Exercise goal:
Reproduce the data, keeping every word exactly as it is.
[Supplied records Boundary: Start]
//! # Local Execution Sandbox
//!
//! In-memory target environment: an account/code map, an executed-tx
//! journal, mined blocks with monotone timestamps, a whitelist of
//! impersonable origins, and a snapshot stack with full-state revert.
//! State (minus snapshots) persists to disk as JSON between sessions.

use crate::domain::{
    Address, RelayError, SnapshotId, Timestamp, TxId, TxRequest,
};
use crate::ports::ExecutionSandbox;
use async_trait::async_trait;
use serde::{Deserialize, Serialize};
use std::collections::{HashMap, HashSet};
use std::path::Path;
use std::sync::{Arc, Mutex};
use tracing::debug;

/// One transaction applied to the sandbox.
#[derive(Clone, Debug, PartialEq, Eq, Serialize, Deserialize)]
pub struct ExecutedTx {
    /// Target transaction id.
    pub id: TxId,
    /// Impersonated sender.
    pub from: Address,
    /// Destination, or `None` for a deployment.
    pub to: Option<Address>,
    /// Call data.
    pub data: Vec<u8>,
    /// Gas limit it was submitted with.
    pub gas: u64,
}

/// One mined target block.
#[derive(Clone, Debug, PartialEq, Eq, Serialize, Deserialize)]
pub struct MinedBlock {
    /// Block height.
    pub number: u64,
    /// Block timestamp (clamped monotone).
    pub timestamp: Timestamp,
}

/// Snapshottable sandbox state.
#[derive(Clone, Debug, Default, PartialEq, Eq, Serialize, Deserialize)]
pub struct SandboxState {
    /// Deployed bytecode by address.
    pub code: HashMap<Address, Vec<u8>>,
    /// Applied transactions, in order.
    pub journal: Vec<ExecutedTx>,
    /// Mined blocks, in order.
    pub blocks: Vec<MinedBlock>,
    /// Origins accepted for impersonation.
    pub whitelist: HashSet<Address>,
    /// Monotone counter for transaction ids and deployment addresses.
    pub sequence: u64,
}

#[derive(Debug, Default)]
struct Inner {
    state: SandboxState,
    /// Snapshot stack; revert consumes the snapshot and everything above it.
    snapshots: Vec<(SnapshotId, SandboxState)>,
    next_snapshot: SnapshotId,
}

/// Shared-handle local sandbox; clones observe the same environment.
#[derive(Clone, Debug)]
pub struct LocalSandbox {
    controller: Address,
    inner: Arc<Mutex<Inner>>,
}

impl LocalSandbox {
    /// Create an empty sandbox controlled by `controller`.
    pub fn new(controller: Address) -> Self {
        Self {
            controller,
            inner: Arc::new(Mutex::new(Inner::default())),
        }
    }

    /// Load persisted state from `path`, or start empty if absent.
    pub fn load_or_new(controller: Address, path: &Path) -> Result<Self, RelayError> {
        if !path.exists() {
            return Ok(Self::new(controller));
        }
        let raw = std::fs::read_to_string(path)
            .map_err(|e| RelayError::Sandbox(format!("Read {}: {e}", path.display())))?;
        let state: SandboxState = serde_json::from_str(&raw)
            .map_err(|e| RelayError::Sandbox(format!("Parse {}: {e}", path.display())))?;
        let sandbox = Self::new(controller);
        sandbox.inner.lock().unwrap().state = state;
        Ok(sandbox)
    }

    /// Persist the current state (snapshots excluded) to `path`.
    pub fn save(&self, path: &Path) -> Result<(), RelayError> {
        let raw = serde_json::to_string_pretty(&self.inner.lock().unwrap().state)
            .map_err(|e| RelayError::Sandbox(format!("Serialize sandbox state: {e}")))?;
        std::fs::write(path, raw)
            .map_err(|e| RelayError::Sandbox(format!("Write {}: {e}", path.display())))
    }

    /// Deploy bytecode directly; test and bootstrap helper.
    pub fn set_code(&self, address: Address, code: Vec<u8>) {
        self.inner.lock().unwrap().state.code.insert(address, code);
    }

    /// Snapshot of the whole state for assertions.
    pub fn state(&self) -> SandboxState {
        self.inner.lock().unwrap().state.clone()
    }

    /// Applied transactions, in order.
    pub fn journal(&self) -> Vec<ExecutedTx> {
        self.inner.lock().unwrap().state.journal.clone()
    }

    /// Mined blocks, in order.
    pub fn mined_blocks(&self) -> Vec<MinedBlock> {
        self.inner.lock().unwrap().state.blocks.clone()
    }

    fn deployment_address(sequence: u64) -> Address {
        let mut raw = [0u8; 20];
        raw[..4].copy_from_slice(&[0xC0, 0xDE, 0x00, 0x00]);
        raw[12..].copy_from_slice(&sequence.to_be_bytes());
        Address::from(raw)
    }
}

#[async_trait]
impl ExecutionSandbox for LocalSandbox {
    async fn submit(&self, tx: TxRequest) -> Result<TxId, RelayError> {
        let mut inner = self.inner.lock().unwrap();
        if !inner.state.whitelist.contains(&tx.from) {
            return Err(RelayError::Sandbox(format!(
                "Origin {:?} is not whitelisted",
                tx.from
            )));
        }
        inner.state.sequence += 1;
        let sequence = inner.state.sequence;
        let id = TxId::from_low_u64_be(0xBEEF_0000_0000 + sequence);
        if tx.to.is_none() {
            // Deployment: the payload stands in for the deployed code.
            let address = Self::deployment_address(sequence);
            inner.state.code.insert(address, tx.data.clone());
            debug!(?address, "Deployed contract");
        }
        inner.state.journal.push(ExecutedTx {
            id,
            from: tx.from,
            to: tx.to,
            data: tx.data,
            gas: tx.gas,
        });
        Ok(id)
    }

    async fn mine(&self, timestamp: Timestamp) -> Result<(), RelayError> {
        let mut inner = self.inner.lock().unwrap();
        let last = inner.state.blocks.last().map(|b| b.timestamp).unwrap_or(0);
        let number = inner.state.blocks.len() as u64;
        inner.state.blocks.push(MinedBlock {
            number,
            // Target time never moves backwards.
            timestamp: timestamp.max(last),
        });
        Ok(())
    }

    async fn snapshot(&self) -> Result<SnapshotId, RelayError> {
        let mut inner = self.inner.lock().unwrap();
        inner.next_snapshot += 1;
        let id = inner.next_snapshot;
        let state = inner.state.clone();
        inner.snapshots.push((id, state));
        Ok(id)
    }

    async fn revert(&self, snapshot: SnapshotId) -> Result<(), RelayError> {
        let mut inner = self.inner.lock().unwrap();
        let position = inner
            .snapshots
            .iter()
            .position(|(id, _)| *id == snapshot)
            .ok_or_else(|| RelayError::Sandbox(format!("Unknown snapshot {snapshot}")))?;
        let (_, state) = inner.snapshots.drain(position..).next().expect("position valid");
        inner.state = state;
        Ok(())
    }

    async fn code_at(&self, address: Address) -> Result<Vec<u8>, RelayError> {
        Ok(self
            .inner
            .lock()
            .unwrap()
            .state
            .code
            .get(&address)
            .cloned()
            .unwrap_or_default())
    }

    async fn whitelist(&self, address: Address) -> Result<(), RelayError> {
        self.inner.lock().unwrap().state.whitelist.insert(address);
        Ok(())
    }

    async fn controller(&self) -> Result<Address, RelayError> {
        Ok(self.controller)
    }
}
[Supplied records Boundary: End]
Exercise output:
//! # Local Execution Sandbox
//!
//! In-memory target environment: an account/code map, an executed-tx
//! journal, mined blocks with monotone timestamps, a whitelist of
//! impersonable origins, and a snapshot stack with full-state revert.
//! State (minus snapshots) persists to disk as JSON between sessions.

use crate::domain::{
    Address, RelayError, SnapshotId, Timestamp, TxId, TxRequest,
};
use crate::ports::ExecutionSandbox;
use async_trait::async_trait;
use serde::{Deserialize, Serialize};
use std::collections::{HashMap, HashSet};
use std::path::Path;
use std::sync::{Arc, Mutex};
use tracing::debug;

/// One transaction applied to the sandbox.
#[derive(Clone, Debug, PartialEq, Eq, Serialize, Deserialize)]
pub struct ExecutedTx {
    /// Target transaction id.
    pub id: TxId,
    /// Impersonated sender.
    pub from: Address,
    /// Destination, or `None` for a deployment.
    pub to: Option<Address>,
    /// Call data.
    pub data: Vec<u8>,
    /// Gas limit it was submitted with.
    pub gas: u64,
}

/// One mined target block.
#[derive(Clone, Debug, PartialEq, Eq, Serialize, Deserialize)]
pub struct MinedBlock {
    /// Block height.
    pub number: u64,
    /// Block timestamp (clamped monotone).
    pub timestamp: Timestamp,
}

/// Snapshottable sandbox state.
#[derive(Clone, Debug, Default, PartialEq, Eq, Serialize, Deserialize)]
pub struct SandboxState {
    /// Deployed bytecode by address.
    pub code: HashMap<Address, Vec<u8>>,
    /// Applied transactions, in order.
    pub journal: Vec<ExecutedTx>,
    /// Mined blocks, in order.
    pub blocks: Vec<MinedBlock>,
    /// Origins accepted for impersonation.
    pub whitelist: HashSet<Address>,
    /// Monotone counter for transaction ids and deployment addresses.
    pub sequence: u64,
}

#[derive(Debug, Default)]
struct Inner {
    state: SandboxState,
    /// Snapshot stack; revert consumes the snapshot and everything above it.
    snapshots: Vec<(SnapshotId, SandboxState)>,
    next_snapshot: SnapshotId,
}

/// Shared-handle local sandbox; clones observe the same environment.
#[derive(Clone, Debug)]
pub struct LocalSandbox {
    controller: Address,
    inner: Arc<Mutex<Inner>>,
}

impl LocalSandbox {
    /// Create an empty sandbox controlled by `controller`.
    pub fn new(controller: Address) -> Self {
        Self {
            controller,
            inner: Arc::new(Mutex::new(Inner::default())),
        }
    }

    /// Load persisted state from `path`, or start empty if absent.
    pub fn load_or_new(controller: Address, path: &Path) -> Result<Self, RelayError> {
        if !path.exists() {
            return Ok(Self::new(controller));
        }
        let raw = std::fs::read_to_string(path)
            .map_err(|e| RelayError::Sandbox(format!("Read {}: {e}", path.display())))?;
        let state: SandboxState = serde_json::from_str(&raw)
            .map_err(|e| RelayError::Sandbox(format!("Parse {}: {e}", path.display())))?;
        let sandbox = Self::new(controller);
        sandbox.inner.lock().unwrap().state = state;
        Ok(sandbox)
    }

    /// Persist the current state (snapshots excluded) to `path`.
    pub fn save(&self, path: &Path) -> Result<(), RelayError> {
        let raw = serde_json::to_string_pretty(&self.inner.lock().unwrap().state)
            .map_err(|e| RelayError::Sandbox(format!("Serialize sandbox state: {e}")))?;
        std::fs::write(path, raw)
            .map_err(|e| RelayError::Sandbox(format!("Write {}: {e}", path.display())))
    }

    /// Deploy bytecode directly; test and bootstrap helper.
    pub fn set_code(&self, address: Address, code: Vec<u8>) {
        self.inner.lock().unwrap().state.code.insert(address, code);
    }

    /// Snapshot of the whole state for assertions.
    pub fn state(&self) -> SandboxState {
        self.inner.lock().unwrap().state.clone()
    }

    /// Applied transactions, in order.
    pub fn journal(&self) -> Vec<ExecutedTx> {
        self.inner.lock().unwrap().state.journal.clone()
    }

    /// Mined blocks, in order.
    pub fn mined_blocks(&self) -> Vec<MinedBlock> {
        self.inner.lock().unwrap().state.blocks.clone()
    }

    fn deployment_address(sequence: u64) -> Address {
        let mut raw = [0u8; 20];
        raw[..4].copy_from_slice(&[0xC0, 0xDE, 0x00, 0x00]);
        raw[12..].copy_from_slice(&sequence.to_be_bytes());
        Address::from(raw)
    }
}

#[async_trait]
impl ExecutionSandbox for LocalSandbox {
    async fn submit(&self, tx: TxRequest) -> Result<TxId, RelayError> {
        let mut inner = self.inner.lock().unwrap();
        if !inner.state.whitelist.contains(&tx.from) {
            return Err(RelayError::Sandbox(format!(
                "Origin {:?} is not whitelisted",
                tx.from
            )));
        }
        inner.state.sequence += 1;
        let sequence = inner.state.sequence;
        let id = TxId::from_low_u64_be(0xBEEF_0000_0000 + sequence);
        if tx.to.is_none() {
            // Deployment: the payload stands in for the deployed code.
            let address = Self::deployment_address(sequence);
            inner.state.code.insert(address, tx.data.clone());
            debug!(?address, "Deployed contract");
        }
        inner.state.journal.push(ExecutedTx {
            id,
            from: tx.from,
            to: tx.to,
            data: tx.data,
            gas: tx.gas,
        });
        Ok(id)
    }

    async fn mine(&self, timestamp: Timestamp) -> Result<(), RelayError> {
        let mut inner = self.inner.lock().unwrap();
        let last = inner.state.blocks.last().map(|b| b.timestamp).unwrap_or(0);
        let number = inner.state.blocks.len() as u64;
        inner.state.blocks.push(MinedBlock {
            number,
            // Target time never moves backwards.
            timestamp: timestamp.max(last),
        });
        Ok(())
    }

    async fn snapshot(&self) -> Result<SnapshotId, RelayError> {
        let mut inner = self.inner.lock().unwrap();
        inner.next_snapshot += 1;
        let id = inner.next_snapshot;
        let state = inner.state.clone();
        inner.snapshots.push((id, state));
        Ok(id)
    }

    async fn revert(&self, snapshot: SnapshotId) -> Result<(), RelayError> {
        let mut inner = self.inner.lock().unwrap();
        let position = inner
            .snapshots
            .iter()
            .position(|(id, _)| *id == snapshot)
            .ok_or_else(|| RelayError::Sandbox(format!("Unknown snapshot {snapshot}")))?;
        let (_, state) = inner.snapshots.drain(position..).next().expect("position valid");
        inner.state = state;
        Ok(())
    }

    async fn code_at(&self, address: Address) -> Result<Vec<u8>, RelayError> {
        Ok(self
            .inner
            .lock()
            .unwrap()
            .state
            .code
            .get(&address)
            .cloned()
            .unwrap_or_default())
    }

    async fn whitelist(&self, address: Address) -> Result<(), RelayError> {
        self.inner.lock().unwrap().state.whitelist.insert(address);
        Ok(())
    }

    async fn controller(&self) -> Result<Address, RelayError> {
        Ok(self.controller)
    }
}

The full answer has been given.